* _Work instructions_
Reproduce each line below without any alteration.

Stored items
=======
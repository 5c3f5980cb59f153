//! Background translation of a message into every supported language.

use crate::db::{MessageStore, TranslationSet};
use crate::i18n::{LanguageRegistry, TranslationMetrics};
use crate::translation::Orchestrator;
use anyhow::{Context, Result};
use chrono::Utc;
use std::collections::BTreeMap;
use std::sync::Arc;
use tokio::sync::mpsc;
use tokio::task::{JoinError, JoinHandle, JoinSet};
use tracing::{error, info};

/// Everything the fan-out needs about one accepted message.
#[derive(Debug, Clone)]
pub struct FanOutJob {
    pub message_id: String,
    pub original: String,
    pub source_lang: String,
    pub target_lang: String,
    /// Translation already returned to the sender; reused verbatim
    pub immediate_translation: String,
}

pub struct FanOutCoordinator {
    orchestrator: Arc<Orchestrator>,
    store: Arc<dyn MessageStore>,
}

impl FanOutCoordinator {
    pub fn new(orchestrator: Arc<Orchestrator>, store: Arc<dyn MessageStore>) -> Self {
        Self {
            orchestrator,
            store,
        }
    }

    /// Compute one entry per supported language.
    ///
    /// The source language keeps the original text and the requested target
    /// keeps the immediate translation; neither is sent to a model.
    pub async fn translate_all(&self, job: &FanOutJob) -> BTreeMap<String, String> {
        let mut translations = BTreeMap::new();

        for lang in LanguageRegistry::get().list() {
            let text = if lang.code == job.source_lang {
                job.original.clone()
            } else if lang.code == job.target_lang {
                job.immediate_translation.clone()
            } else {
                self.orchestrator
                    .translate_or_original(&job.original, &job.source_lang, lang.code)
                    .await
            };
            translations.insert(lang.code.to_string(), text);
        }

        translations
    }

    /// Translate and persist the complete set with a single write.
    pub async fn run(&self, job: FanOutJob) -> Result<TranslationSet> {
        info!(
            "Fanning out message {} ({} -> all)",
            job.message_id, job.source_lang
        );

        let set = TranslationSet {
            message_id: job.message_id.clone(),
            translations: self.translate_all(&job).await,
            timestamp: Utc::now(),
        };

        let metrics = TranslationMetrics::global();
        match self
            .store
            .insert_translation_set(&set)
            .await
            .with_context(|| format!("Failed to persist translations for {}", job.message_id))
        {
            Ok(()) => {
                metrics.record_fanout_completed();
                info!(
                    "✓ Stored {} translations for {}",
                    set.translations.len(),
                    set.message_id
                );
                Ok(set)
            }
            Err(e) => {
                metrics.record_fanout_failed();
                Err(e)
            }
        }
    }
}

/// Hands fan-out jobs to a dispatcher that runs each one as its own task.
///
/// Enqueueing never waits on translation work, and a slow or failing job
/// never holds up another.
#[derive(Clone)]
pub struct FanOutQueue {
    sender: mpsc::UnboundedSender<FanOutJob>,
}

impl FanOutQueue {
    /// Spawn the dispatcher.
    ///
    /// Once every queue handle is dropped the dispatcher waits for the
    /// fan-outs already running, then stops.
    pub fn start(coordinator: Arc<FanOutCoordinator>) -> (Self, JoinHandle<()>) {
        let (sender, receiver) = mpsc::unbounded_channel();
        let dispatcher = tokio::spawn(dispatch(receiver, coordinator));
        (Self { sender }, dispatcher)
    }

    pub fn enqueue(&self, job: FanOutJob) {
        let message_id = job.message_id.clone();
        if self.sender.send(job).is_err() {
            error!(
                "Fan-out dispatcher is not running, translations for {} will not be stored",
                message_id
            );
            TranslationMetrics::global().record_fanout_failed();
        }
    }
}

async fn dispatch(
    mut receiver: mpsc::UnboundedReceiver<FanOutJob>,
    coordinator: Arc<FanOutCoordinator>,
) {
    let mut running = JoinSet::new();

    loop {
        tokio::select! {
            job = receiver.recv() => match job {
                Some(job) => {
                    running.spawn(run_job(Arc::clone(&coordinator), job));
                }
                None => break,
            },
            Some(finished) = running.join_next(), if !running.is_empty() => {
                report_task_exit(finished);
            }
        }
    }

    if !running.is_empty() {
        info!("Waiting for {} fan-outs to finish", running.len());
    }
    while let Some(finished) = running.join_next().await {
        report_task_exit(finished);
    }

    info!("Fan-out dispatcher stopped");
}

async fn run_job(coordinator: Arc<FanOutCoordinator>, job: FanOutJob) {
    let message_id = job.message_id.clone();
    if let Err(e) = coordinator.run(job).await {
        error!("Background translation failed for {}: {:#}", message_id, e);
    }
}

fn report_task_exit(finished: Result<(), JoinError>) {
    if let Err(e) = finished {
        error!("Fan-out task ended abnormally: {}", e);
        TranslationMetrics::global().record_fanout_failed();
    }
}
=======
* _Output for this task_
repository 5c3f5980cb59f153
//! Background translation of a message into every supported language.

use crate::db::{MessageStore, TranslationSet};
use crate::i18n::{LanguageRegistry, TranslationMetrics};
use crate::translation::Orchestrator;
use anyhow::{Context, Result};
use chrono::Utc;
use std::collections::BTreeMap;
use std::sync::Arc;
use tokio::sync::mpsc;
use tokio::task::{JoinError, JoinHandle, JoinSet};
use tracing::{error, info};

/// Everything the fan-out needs about one accepted message.
#[derive(Debug, Clone)]
pub struct FanOutJob {
    pub message_id: String,
    pub original: String,
    pub source_lang: String,
    pub target_lang: String,
    /// Translation already returned to the sender; reused verbatim
    pub immediate_translation: String,
}

pub struct FanOutCoordinator {
    orchestrator: Arc<Orchestrator>,
    store: Arc<dyn MessageStore>,
}

impl FanOutCoordinator {
    pub fn new(orchestrator: Arc<Orchestrator>, store: Arc<dyn MessageStore>) -> Self {
        Self {
            orchestrator,
            store,
        }
    }

    /// Compute one entry per supported language.
    ///
    /// The source language keeps the original text and the requested target
    /// keeps the immediate translation; neither is sent to a model.
    pub async fn translate_all(&self, job: &FanOutJob) -> BTreeMap<String, String> {
        let mut translations = BTreeMap::new();

        for lang in LanguageRegistry::get().list() {
            let text = if lang.code == job.source_lang {
                job.original.clone()
            } else if lang.code == job.target_lang {
                job.immediate_translation.clone()
            } else {
                self.orchestrator
                    .translate_or_original(&job.original, &job.source_lang, lang.code)
                    .await
            };
            translations.insert(lang.code.to_string(), text);
        }

        translations
    }

    /// Translate and persist the complete set with a single write.
    pub async fn run(&self, job: FanOutJob) -> Result<TranslationSet> {
        info!(
            "Fanning out message {} ({} -> all)",
            job.message_id, job.source_lang
        );

        let set = TranslationSet {
            message_id: job.message_id.clone(),
            translations: self.translate_all(&job).await,
            timestamp: Utc::now(),
        };

        let metrics = TranslationMetrics::global();
        match self
            .store
            .insert_translation_set(&set)
            .await
            .with_context(|| format!("Failed to persist translations for {}", job.message_id))
        {
            Ok(()) => {
                metrics.record_fanout_completed();
                info!(
                    "✓ Stored {} translations for {}",
                    set.translations.len(),
                    set.message_id
                );
                Ok(set)
            }
            Err(e) => {
                metrics.record_fanout_failed();
                Err(e)
            }
        }
    }
}

/// Hands fan-out jobs to a dispatcher that runs each one as its own task.
///
/// Enqueueing never waits on translation work, and a slow or failing job
/// never holds up another.
#[derive(Clone)]
pub struct FanOutQueue {
    sender: mpsc::UnboundedSender<FanOutJob>,
}

impl FanOutQueue {
    /// Spawn the dispatcher.
    ///
    /// Once every queue handle is dropped the dispatcher waits for the
    /// fan-outs already running, then stops.
    pub fn start(coordinator: Arc<FanOutCoordinator>) -> (Self, JoinHandle<()>) {
        let (sender, receiver) = mpsc::unbounded_channel();
        let dispatcher = tokio::spawn(dispatch(receiver, coordinator));
        (Self { sender }, dispatcher)
    }

    pub fn enqueue(&self, job: FanOutJob) {
        let message_id = job.message_id.clone();
        if self.sender.send(job).is_err() {
            error!(
                "Fan-out dispatcher is not running, translations for {} will not be stored",
                message_id
            );
            TranslationMetrics::global().record_fanout_failed();
        }
    }
}

async fn dispatch(
    mut receiver: mpsc::UnboundedReceiver<FanOutJob>,
    coordinator: Arc<FanOutCoordinator>,
) {
    let mut running = JoinSet::new();

    loop {
        tokio::select! {
            job = receiver.recv() => match job {
                Some(job) => {
                    running.spawn(run_job(Arc::clone(&coordinator), job));
                }
                None => break,
            },
            Some(finished) = running.join_next(), if !running.is_empty() => {
                report_task_exit(finished);
            }
        }
    }

    if !running.is_empty() {
        info!("Waiting for {} fan-outs to finish", running.len());
    }
    while let Some(finished) = running.join_next().await {
        report_task_exit(finished);
    }

    info!("Fan-out dispatcher stopped");
}

async fn run_job(coordinator: Arc<FanOutCoordinator>, job: FanOutJob) {
    let message_id = job.message_id.clone();
    if let Err(e) = coordinator.run(job).await {
        error!("Background translation failed for {}: {:#}", message_id, e);
    }
}

fn report_task_exit(finished: Result<(), JoinError>) {
    if let Err(e) = finished {
        error!("Fan-out task ended abnormally: {}", e);
        TranslationMetrics::global().record_fanout_failed();
    }
}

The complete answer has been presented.